Making math questions into ads is the most widely audienced IP
FUN Eyes the World
1. Giant panda Qi one sticky people break the sky, do not love bamboo love thighs
Ah!! This is the legs of youth, this is the legs of friendship, I unilaterally declare that this thigh is my commitment! Package! That's it! (@iPanda Panda Channel)
Nothing can stop me from yearning for my thighs, and that's me who sticks to my roommate before the exam
Across thousands of mountains and waters also want to hold daddy's legs! It's no use putting me anywhere! The legs are as bright as a lighthouse, and I'll find my way forward
Qi one: What are you busy with to hug me I am a national treasure ah
Roll the world!
The same video, Facebook played more than 100 million, the daily push also firmly in the top three, but not .jpg
Fans: Buy the same leg pendant
Daddy: Global limit, only this one, do not sell do not send, for dazzling rich
2. Yang Han's father is famous (@KDS_ ninja mess Taro)
You have to believe, in fact, he doesn't want to...
Found the wrong child wanted to withdraw, a point of excitement became deleted, I dropped a mother ah gas to the blood collapse
Why is this man doing this!
See the group did not speak has long been smouldering read, "smart life" condemnation after the preservation of the video and add Yang Han father as a friend
Can you see that Yang Han's father's mentality is very good, but also can't withdraw?

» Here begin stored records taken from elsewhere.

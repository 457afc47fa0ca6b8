pub mod api;
pub mod ast;
pub mod config;
pub mod diagnostic;
pub mod syntax;
pub mod transform;

// Re-exports: the syntax collaborators keep short `crate::X` paths
pub use syntax::format;
pub use syntax::lexeme;
pub use syntax::lexer;
pub use syntax::parser;
pub use syntax::span;

// Re-export public API: `promise_me::convert()` etc.
pub use api::*;

use config::ParseOptions;
use diagnostic::Diagnostic;
use lexer::{Comment, Lexer};
use parser::Parser;

/// Parse ES5 source into a program and the comments found in it.
///
/// Lexer errors are returned before parsing is attempted.
pub fn parse_source(
    source: &str,
    options: &ParseOptions,
) -> Result<(ast::Program, Vec<Comment>), Vec<Diagnostic>> {
    let lexer = Lexer::new(source);
    let lexer = if options.comments {
        lexer
    } else {
        lexer.without_comments()
    };
    let (tokens, comments, lex_errors) = lexer.tokenize();
    if !lex_errors.is_empty() {
        return Err(lex_errors);
    }

    let program = Parser::new(tokens)
        .with_max_depth(options.max_depth)
        .parse_program()?;
    Ok((program, comments))
}
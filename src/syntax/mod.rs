pub mod format;
pub mod lexeme;
pub mod lexer;
pub mod parser;
pub mod span;
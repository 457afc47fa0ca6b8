use super::*;
use crate::config::ParseOptions;

fn expr(source: &str) -> Expr {
    let (program, _) = crate::parse_source(source, &ParseOptions::default()).unwrap();
    match program.body.into_iter().next().map(|s| s.node) {
        Some(Stmt::Expr(expr)) => expr.node,
        other => panic!("expected expression statement, got {:?}", other),
    }
}

#[test]
fn test_any_matches_everything() {
    assert!(matches(&expr("a"), &Pattern::Any));
    assert!(matches(&expr("a(b)"), &Pattern::Any));
}

#[test]
fn test_absent_parts_are_wildcards() {
    let pattern = Pattern::Call {
        callee: Box::new(Pattern::Any),
        args: Args::Any,
    };
    assert!(matches(&expr("f()"), &pattern));
    assert!(matches(&expr("o.f(1, 2, 3)"), &pattern));
    assert!(!matches(&expr("f"), &pattern));
}

#[test]
fn test_identifier_names() {
    assert!(matches(&expr("err"), &Pattern::Ident(Name::is("err"))));
    assert!(!matches(&expr("error"), &Pattern::Ident(Name::is("err"))));
    assert!(matches(&expr("b"), &Pattern::Ident(Name::one_of(&["a", "b"]))));
    assert!(!matches(&expr("this"), &Pattern::Ident(Name::is("this"))));
}

#[test]
fn test_function_param_count() {
    let two = Pattern::function_with_params(2);
    assert!(matches(&expr("(function (a, b) {})"), &two));
    assert!(!matches(&expr("(function (a) {})"), &two));
    assert!(!matches(&expr("(function (a, b, c) {})"), &two));
}

#[test]
fn test_optional_child_rules() {
    let anonymous = Pattern::Function {
        id: Opt::Absent,
        params: Count::Any,
        last_stmt: Opt::Any,
    };
    assert!(matches(&expr("(function () {})"), &anonymous));
    assert!(!matches(&expr("(function named() {})"), &anonymous));

    let named = Pattern::Function {
        id: Opt::Present(Name::is("named")),
        params: Count::Any,
        last_stmt: Opt::Any,
    };
    assert!(matches(&expr("(function named() {})"), &named));
    assert!(!matches(&expr("(function () {})"), &named));

    let empty_body = Pattern::Function {
        id: Opt::Any,
        params: Count::Any,
        last_stmt: Opt::Absent,
    };
    assert!(matches(&expr("(function () {})"), &empty_body));
    assert!(!matches(&expr("(function () { a(); })"), &empty_body));
}

#[test]
fn test_last_statement_pattern() {
    let pattern = Pattern::Function {
        id: Opt::Any,
        params: Count::Any,
        last_stmt: Opt::Present(Box::new(StmtPattern::Expr(Pattern::method_call(
            &["then"],
            Args::Any,
        )))),
    };
    assert!(matches(&expr("(function () { a(); b().then(c); })"), &pattern));
    assert!(!matches(&expr("(function () { b().then(c); a(); })"), &pattern));
    assert!(!matches(&expr("(function () { return b().then(c); })"), &pattern));
}

#[test]
fn test_member_requires_non_computed_property() {
    let pattern = Pattern::method_call(&["then", "catch"], Args::Any);
    assert!(matches(&expr("p.then(f)"), &pattern));
    assert!(matches(&expr("p.catch(f)"), &pattern));
    assert!(!matches(&expr("p['then'](f)"), &pattern));
    assert!(!matches(&expr("p.done(f)"), &pattern));
}

#[test]
fn test_argument_lists() {
    let f = Pattern::function_with_params(1);
    let prefix = Pattern::Call {
        callee: Box::new(Pattern::Any),
        args: Args::Prefix(vec![f.clone()]),
    };
    let suffix = Pattern::Call {
        callee: Box::new(Pattern::Any),
        args: Args::Suffix(vec![f.clone()]),
    };
    let exact = Pattern::Call {
        callee: Box::new(Pattern::Any),
        args: Args::Exact(vec![Pattern::Any, f]),
    };

    let first = expr("g(function (x) {}, 1)");
    let last = expr("g(1, function (x) {})");
    let none = expr("g()");

    assert!(matches(&first, &prefix));
    assert!(!matches(&last, &prefix));
    assert!(matches(&last, &suffix));
    assert!(!matches(&first, &suffix));
    assert!(matches(&last, &exact));
    assert!(!matches(&first, &exact));
    assert!(!matches(&none, &prefix));
    assert!(!matches(&none, &suffix));
}

#[test]
fn test_not() {
    let pattern = Pattern::Not(Box::new(Pattern::Member {
        object: Box::new(Pattern::Any),
        property: Name::is("then"),
    }));
    assert!(matches(&expr("a.b"), &pattern));
    assert!(matches(&expr("a"), &pattern));
    assert!(!matches(&expr("a.then"), &pattern));
}

#[test]
fn test_if_statement_pattern() {
    let (program, _) =
        crate::parse_source("if (err) return; if (err) a(); else b(); if (e) {}", &ParseOptions::default())
            .unwrap();
    let no_else = StmtPattern::If {
        test: Pattern::Ident(Name::is("err")),
        alternate: Opt::Absent,
    };
    let any_else = StmtPattern::If {
        test: Pattern::Ident(Name::is("err")),
        alternate: Opt::Any,
    };
    assert!(matches_stmt(&program.body[0].node, &no_else));
    assert!(!matches_stmt(&program.body[1].node, &no_else));
    assert!(matches_stmt(&program.body[1].node, &any_else));
    assert!(!matches_stmt(&program.body[2].node, &any_else));
}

It's still ""?
It seems a little unfinished
Afterwards, the mothers asked their children, who is your Class Yanghan? Play less with him . . . a guess but certainly right
A good suggestion
Fruit ah hey: this kind of time should immediately add a string of junk ads to see the film and xxxx and immediately retreat, and so on others to privately poke and then reply to "what?" I wipe, who his mother stole labor number I across the house to do hygiene ah did not look at the mobile phone ah finished parents can not live ah" on the end of the play
3. Those 95, 96 self-proclaimed aunt, if you really dare to call her aunt, she can tear your mouth.
Oh, yes? So I was in the urn before 95?
Group: We 95, 96 self-proclaimed father, if you really dare to call me a father, I can call you son
To! Tear my mouth!
4. Mother sent it to me, where did I pick it up??? (Middle Zen Temple Terrier)
Late marriage is good!
Only 30 years old, can be said to send money in vain
Face: Will the company send a salesman when the policyholder is nearly 30 years old, crazy seduce him to get married?
Group: Then buy it!
Report everyone a bad news, the dream of getting rich is shattered... My million flew
5.##这个脑洞可以. (Subtitles BY@ dog teacher)
I said aloud: I'm sorry! It turned out that he was Xiaoming
If you're not mistaken, next to it is Xiao Hong, one of the four king kongs in the world of science
Moved! A young man paid so much for a constant speed of 75
This roll, I'll tear it up first!
The scariest math problem of elementary school was advertised, probably the most widely audienced IP in history
Inside what, the reservoir two pipes into one put the problem also please take a shot
Forget it, my brother will catch up with his brother in 25.714285714286 minutes... Then there's a beat
@XOXO_JOANNE: He held her hand tightly, let the sea breeze rage, the waves roared, helpless he begged for time to stay at this moment, she looked so infatuated he cried: "Let go, let me live in your memory..." said to break his hand, gradually disappeared in the bewildered sea ... Assuming a mass of 45Kg, she drops off the deck of 5m and enters the water at a speed of v=9.8m/s, taking g=10m/s=2, asking how much of her gravitational potential energy is converted into momentum?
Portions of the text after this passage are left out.